Answers to the Simple IQ Test

Discussion in 'Human Science' started by cjard, Sep 14, 2007.

  1. cjard Registered Senior Member

    Messages:
    125
    I did the test at http://simple-iq.com/ and scored 142 points in around 7.5 minutes. Knowing the answers the second time round, I raced through the test in less than 1.5 minutes and scored 146. I then did the test again, in 1.5 mintues, correcting the one i knew I had gotten wrong and scored 149. Not much of a jump for the speed or accuracy, which made me wonder if I'd gotten some more of the questions wrong. I wrote them down and thought about them, then (failing to find any answers on Google) thought I'd ask some of the more intelligent and logical minds I know, what their opinions of the answers were.. So here it is.
    I also listed my age as 10, and raced through the test (getting one wrong) and scored 182.. So I'm also wondering if there is an age at which intelligence as measurable by a test such as this, plateaus..

    Note that I'm colouring the words the same as the background to make them near invisible, should you wish to take the test and not risk this spoiling it. To reveal the Q & A, select the area below:

    1)the word vile can be written using four of the letters from the word violates
    True. Violates does contain V, I, L and E

    2) if you write down all the numbers from 1 to 25, every two numbers following one another will add up to an odd number
    True. in any sequence of numbers where the difference is 1, two successive numbers are an odd and an even, and the sum of odd+even is always odd

    3) 13 minutes after 5 oclock is exactly 47 minutes before 6 oclock
    True. Because there are 60 minutes in an hour, any pair of numbers adding up to 60 can be used to express a time being after 5, and before 6. ie.e 5:45 = quarter to 6

    4) the word amity is written by using the first letters of "a mouse in the yard"
    True. Read the first letters downwards:
    A
    Mouse
    In
    The
    Yard

    5) if you turn a left hand glove inside out it will become a right hand glove
    True. My opinion was divided on this one. Inside out or not, a left hand glove (IMHO "glove intended for the left hand") is still a left hand glove, just like a football is still a football even if it has no air in it. However, I felt the sentiment of the question was whether a left hand glove would fit a right hand, if turned inside out. Note also that some gloves, like surgical ones fit either hand anyway.

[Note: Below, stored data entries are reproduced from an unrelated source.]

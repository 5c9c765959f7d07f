//! Application shell selection.

use serde::{Deserialize, Serialize};

use appforge_design::IndustryProfile;

/// The outer layout the renderer wraps pages in.
#[derive(Debug, Clone, Copy, Default, PartialEq, Eq, Serialize, Deserialize)]
#[serde(rename_all = "snake_case")]
pub enum ShellKind {
    /// Persistent left sidebar.  The default for back-office work.
    #[default]
    Sidebar,
    /// Horizontal navigation bar for front-of-house, touch-friendly use.
    Topbar,
    /// Two-pane layout with a persistent list beside the content area.
    Split,
    /// Minimal chrome around a single task.
    Focus,
}

/// Pick a shell from the industry profile and enabled features.
///
/// Messaging-centric apps need the conversation list always on screen;
/// counter-service industries work standing up on tablets; a pure booking
/// app is one task and gets minimal chrome.  Everything else is a desk app.
pub fn select_shell(profile: &IndustryProfile, features: &[String]) -> ShellKind {
    if features.iter().any(|f| f == "messaging" || f == "chat") {
        return ShellKind::Split;
    }
    if matches!(profile.id, "restaurant" | "salon" | "spa" | "fitness") {
        return ShellKind::Topbar;
    }
    // Only a generic single-purpose booking app drops the chrome; industry
    // apps keep their full navigation.
    if profile.id == "general"
        && features.len() == 1
        && matches!(features[0].as_str(), "booking" | "scheduling")
    {
        return ShellKind::Focus;
    }
    ShellKind::Sidebar
}

#[cfg(test)]
mod tests {
    use super::*;
    use appforge_design::profile_for_industry;

    #[test]
    fn messaging_wins_over_industry() {
        let shell = select_shell(
            profile_for_industry("restaurant"),
            &["messaging".to_string()],
        );
        assert_eq!(shell, ShellKind::Split);
    }

    #[test]
    fn counter_service_industries_get_a_topbar() {
        assert_eq!(
            select_shell(profile_for_industry("salon"), &[]),
            ShellKind::Topbar
        );
    }

    #[test]
    fn single_purpose_booking_gets_focus_chrome() {
        assert_eq!(
            select_shell(profile_for_industry("general"), &["booking".to_string()]),
            ShellKind::Focus
        );
    }

    #[test]
    fn default_is_a_sidebar_desk_app() {
        assert_eq!(
            select_shell(profile_for_industry("technology"), &[]),
            ShellKind::Sidebar
        );
    }
}
//! Integration tests for the appforge-workflow crate.
//!
//! Synthesized CRUD workflows run end to end against the in-memory API,
//! covering ordered side effects, error policies, conditional gates and
//! the fail-open default for broken condition expressions.

use std::sync::Arc;

use async_trait::async_trait;
use proptest::prelude::*;
use serde_json::json;

use appforge_blueprint::crud_workflows;
use appforge_blueprint::entities::item_entity;
use appforge_schema::{
    ActionDef, ActionType, ErrorAction, OnErrorPolicy, TriggerDef, TriggerType, WorkflowDef,
};
use appforge_workflow::{
    ActionHandler, ActionOutcome, EngineConfig, ExecutionContext, IntegrationRegistry,
    MemoryWorkflowApi, UiEvent, WorkflowApi, WorkflowEngine, evaluate_condition,
};

fn workflow<'a>(workflows: &'a [WorkflowDef], id: &str) -> &'a WorkflowDef {
    workflows.iter().find(|w| w.id == id).unwrap()
}

fn gate_workflow(condition: &str) -> WorkflowDef {
    WorkflowDef::new(
        "gated",
        "Gated",
        TriggerDef::of(TriggerType::RecordCreated),
        vec![
            ActionDef::new("gate", ActionType::Conditional)
                .with_config(json!({ "condition": condition })),
            ActionDef::new("notify", ActionType::ShowNotification)
                .with_config(json!({ "message": "passed the gate" })),
        ],
    )
}

// ═══════════════════════════════════════════════════════════════════════
//  Ordered execution
// ═══════════════════════════════════════════════════════════════════════

#[tokio::test]
async fn create_workflow_persists_then_notifies_then_navigates() {
    let engine = WorkflowEngine::new();
    let api = MemoryWorkflowApi::new();
    let workflows = crud_workflows(&item_entity());

    let mut ctx = ExecutionContext::for_app("app-1")
        .with_entity("item")
        .with_form(json!({ "name": "Ladder", "description": "8ft aluminium" }));
    let run = engine
        .execute(workflow(&workflows, "item-create"), &mut ctx, &api)
        .await;

    assert!(run.success);
    assert!(!run.stopped_early);
    assert_eq!(run.action_results.len(), 3);
    assert!(run.action_results.iter().all(|r| r.success));

    assert_eq!(api.record_count("item"), 1);
    let stored = &api.records("item")[0];
    assert_eq!(stored.data["name"], json!("Ladder"));
    assert_eq!(ctx.record_id.as_deref(), Some(stored.id.as_str()));

    let events = api.events();
    assert_eq!(events.len(), 2);
    assert!(matches!(
        &events[0],
        UiEvent::Notified { message, .. } if message == "Item created"
    ));
    assert!(matches!(
        &events[1],
        UiEvent::Navigated { page, .. } if page == "items-list"
    ));
}

#[tokio::test]
async fn created_record_id_interpolates_into_later_actions() {
    let engine = WorkflowEngine::new();
    let api = MemoryWorkflowApi::new();
    let wf = WorkflowDef::new(
        "intake",
        "Intake",
        TriggerDef::of(TriggerType::FormSubmit),
        vec![
            ActionDef::new("a1", ActionType::CreateRecord).with_config(json!({
                "entity": "lead",
                "data": "{form}",
            })),
            ActionDef::new("a2", ActionType::ShowNotification).with_config(json!({
                "message": "Saved as {createdRecordId}",
            })),
        ],
    );

    let mut ctx = ExecutionContext::for_app("app-1").with_form(json!({ "name": "Dana" }));
    let run = engine.execute(&wf, &mut ctx, &api).await;

    assert!(run.success);
    let id = ctx.record_id.clone().unwrap();
    assert!(matches!(
        &api.events()[0],
        UiEvent::Notified { message, .. } if *message == format!("Saved as {id}")
    ));
}

#[tokio::test]
async fn update_then_delete_follow_the_record_through_the_context() {
    let engine = WorkflowEngine::new();
    let api = MemoryWorkflowApi::new();
    let workflows = crud_workflows(&item_entity());

    let mut ctx = ExecutionContext::for_app("app-1")
        .with_entity("item")
        .with_form(json!({ "name": "Ladder" }));
    engine
        .execute(workflow(&workflows, "item-create"), &mut ctx, &api)
        .await;

    ctx.form.insert("name".to_string(), json!("Step ladder"));
    let run = engine
        .execute(workflow(&workflows, "item-update"), &mut ctx, &api)
        .await;
    assert!(run.success);
    assert_eq!(api.records("item")[0].data["name"], json!("Step ladder"));

    let run = engine
        .execute(workflow(&workflows, "item-delete"), &mut ctx, &api)
        .await;
    assert!(run.success);
    assert!(!run.stopped_early);
    assert_eq!(run.action_results.len(), 4);
    assert_eq!(api.record_count("item"), 0);
}

// ═══════════════════════════════════════════════════════════════════════
//  Error policy
// ═══════════════════════════════════════════════════════════════════════

fn strict_workflow(on_error: Option<OnErrorPolicy>) -> WorkflowDef {
    let mut wf = WorkflowDef::new(
        "strict",
        "Strict intake",
        TriggerDef::of(TriggerType::FormSubmit),
        vec![
            ActionDef::new("check", ActionType::Validate)
                .with_config(json!({ "required": ["email"] })),
            ActionDef::new("notify", ActionType::ShowNotification)
                .with_config(json!({ "message": "intake accepted" })),
        ],
    );
    wf.on_error = on_error;
    wf
}

#[tokio::test]
async fn stop_policy_halts_at_the_failed_action() {
    let engine = WorkflowEngine::new();
    let api = MemoryWorkflowApi::new();
    let wf = strict_workflow(Some(OnErrorPolicy {
        action: ErrorAction::Stop,
        message: None,
    }));

    let mut ctx = ExecutionContext::for_app("app-1").with_form(json!({ "name": "Dana" }));
    let run = engine.execute(&wf, &mut ctx, &api).await;

    assert!(!run.success);
    assert!(run.stopped_early);
    assert_eq!(run.action_results.len(), 1);
    assert!(run.action_results[0].error.as_deref().unwrap().contains("email"));
    assert!(api.events().is_empty());
}

#[tokio::test]
async fn continue_policy_runs_the_remaining_actions() {
    let engine = WorkflowEngine::new();
    let api = MemoryWorkflowApi::new();
    let wf = strict_workflow(None);

    let mut ctx = ExecutionContext::for_app("app-1").with_form(json!({ "name": "Dana" }));
    let run = engine.execute(&wf, &mut ctx, &api).await;

    assert!(!run.success);
    assert!(!run.stopped_early);
    assert_eq!(run.action_results.len(), 2);
    assert!(run.action_results[1].success);
    assert_eq!(api.events().len(), 1);
}

// ═══════════════════════════════════════════════════════════════════════
//  Conditional gates
// ═══════════════════════════════════════════════════════════════════════

#[tokio::test]
async fn closed_condition_gate_stops_a_successful_run() {
    let engine = WorkflowEngine::new();
    let api = MemoryWorkflowApi::new();
    let wf = gate_workflow("form.tier === \"vip\"");

    let mut ctx = ExecutionContext::for_app("app-1").with_form(json!({ "tier": "standard" }));
    let run = engine.execute(&wf, &mut ctx, &api).await;

    assert!(run.success);
    assert!(run.stopped_early);
    assert_eq!(run.action_results.len(), 1);
    assert!(api.events().is_empty());
}

#[tokio::test]
async fn broken_conditions_fail_open_by_default() {
    let api = MemoryWorkflowApi::new();
    let wf = gate_workflow("?? not an expression ??");
    let mut ctx = ExecutionContext::for_app("app-1");

    let run = WorkflowEngine::new().execute(&wf, &mut ctx, &api).await;
    assert!(run.success);
    assert_eq!(run.action_results.len(), 2);
    assert_eq!(api.events().len(), 1);

    let strict = WorkflowEngine::with_config(EngineConfig::default().with_condition_default(false));
    let api = MemoryWorkflowApi::new();
    let run = strict.execute(&wf, &mut ctx, &api).await;
    assert!(run.success);
    assert!(run.stopped_early);
    assert_eq!(run.action_results.len(), 1);
    assert!(api.events().is_empty());
}

// ═══════════════════════════════════════════════════════════════════════
//  Handler registry
// ═══════════════════════════════════════════════════════════════════════

struct Recorder;

#[async_trait]
impl ActionHandler for Recorder {
    async fn execute(
        &self,
        _action: &ActionDef,
        ctx: &mut ExecutionContext,
        _api: &dyn WorkflowApi,
        _integrations: &dyn IntegrationRegistry,
    ) -> ActionOutcome {
        ctx.variables.insert("handled".to_string(), json!(true));
        ActionOutcome::ok()
    }
}

#[tokio::test]
async fn empty_engine_reports_unknown_action_types() {
    let engine = WorkflowEngine::empty(EngineConfig::default());
    let api = MemoryWorkflowApi::new();
    let wf = WorkflowDef::new(
        "orphan",
        "Orphan",
        TriggerDef::of(TriggerType::Manual),
        vec![ActionDef::new("a1", ActionType::ShowNotification)
            .with_config(json!({ "message": "hello" }))],
    );

    let mut ctx = ExecutionContext::for_app("app-1");
    let run = engine.execute(&wf, &mut ctx, &api).await;

    assert!(!run.success);
    assert!(!run.stopped_early);
    assert_eq!(
        run.action_results[0].error.as_deref(),
        Some("Unknown action type: show_notification"),
    );
    assert!(api.events().is_empty());
}

#[tokio::test]
async fn hosts_can_override_builtin_handlers() {
    let engine = WorkflowEngine::new();
    engine.register_handler(ActionType::ShowNotification, Arc::new(Recorder));
    let api = MemoryWorkflowApi::new();
    let wf = WorkflowDef::new(
        "custom",
        "Custom",
        TriggerDef::of(TriggerType::Manual),
        vec![ActionDef::new("a1", ActionType::ShowNotification)
            .with_config(json!({ "message": "ignored" }))],
    );

    let mut ctx = ExecutionContext::for_app("app-1");
    let run = engine.execute(&wf, &mut ctx, &api).await;

    assert!(run.success);
    assert_eq!(ctx.variables.get("handled"), Some(&json!(true)));
    assert!(api.events().is_empty());
}

// ═══════════════════════════════════════════════════════════════════════
//  Condition robustness
// ═══════════════════════════════════════════════════════════════════════

proptest! {
    #[test]
    fn condition_evaluation_never_panics(expr in ".{0,40}") {
        let ctx = ExecutionContext::for_app("app-1").with_form(json!({ "status": "open" }));
        let _ = evaluate_condition(&expr, &ctx, true);
        let _ = evaluate_condition(&expr, &ctx, false);
    }

    #[test]
    fn unresolvable_comparisons_follow_the_engine_default(
        name in "[a-z]{3,10}",
        default in any::<bool>(),
    ) {
        prop_assume!(!matches!(name.as_str(), "form" | "record" | "variables"));
        let ctx = ExecutionContext::for_app("app-1");
        let expr = format!("{name} === 7");
        prop_assert_eq!(evaluate_condition(&expr, &ctx, default), default);
    }
}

    4) Peter has $15 and he can buy a $30 bike if he borrows $6 from john and $8 from george
    False. Given that he would have only $29 in this case, he should wait for the sale or try a bit of bartering

    5) the big arow points to the right on a clock that's turned upside down and showing quarter to one
    True. Quarter to one on an upside down clock looks like quarter past seven so yep.. the minute hand is pointing to the right

    6) in the following sentence, if you were to exchange the string wind for the string will, the sentence would make sense:
    They asked him if he would windingly change his wind
    True. They asked him if he would willingly change his will, makes sense to me. Bit of a programmers question this one, because I dont see ordinary people referring to sequences of characters as "strings" or being familiar with the semantic of Find/Replace affecting parts of words as well as whole ones

    7) If peter looks at a mirror and touches his left ear, his mirror image will touch its right ear
    True. I think most people who have used a mirror know that mirrors reverse the image in one plane (as defined by the positioning of the eyes)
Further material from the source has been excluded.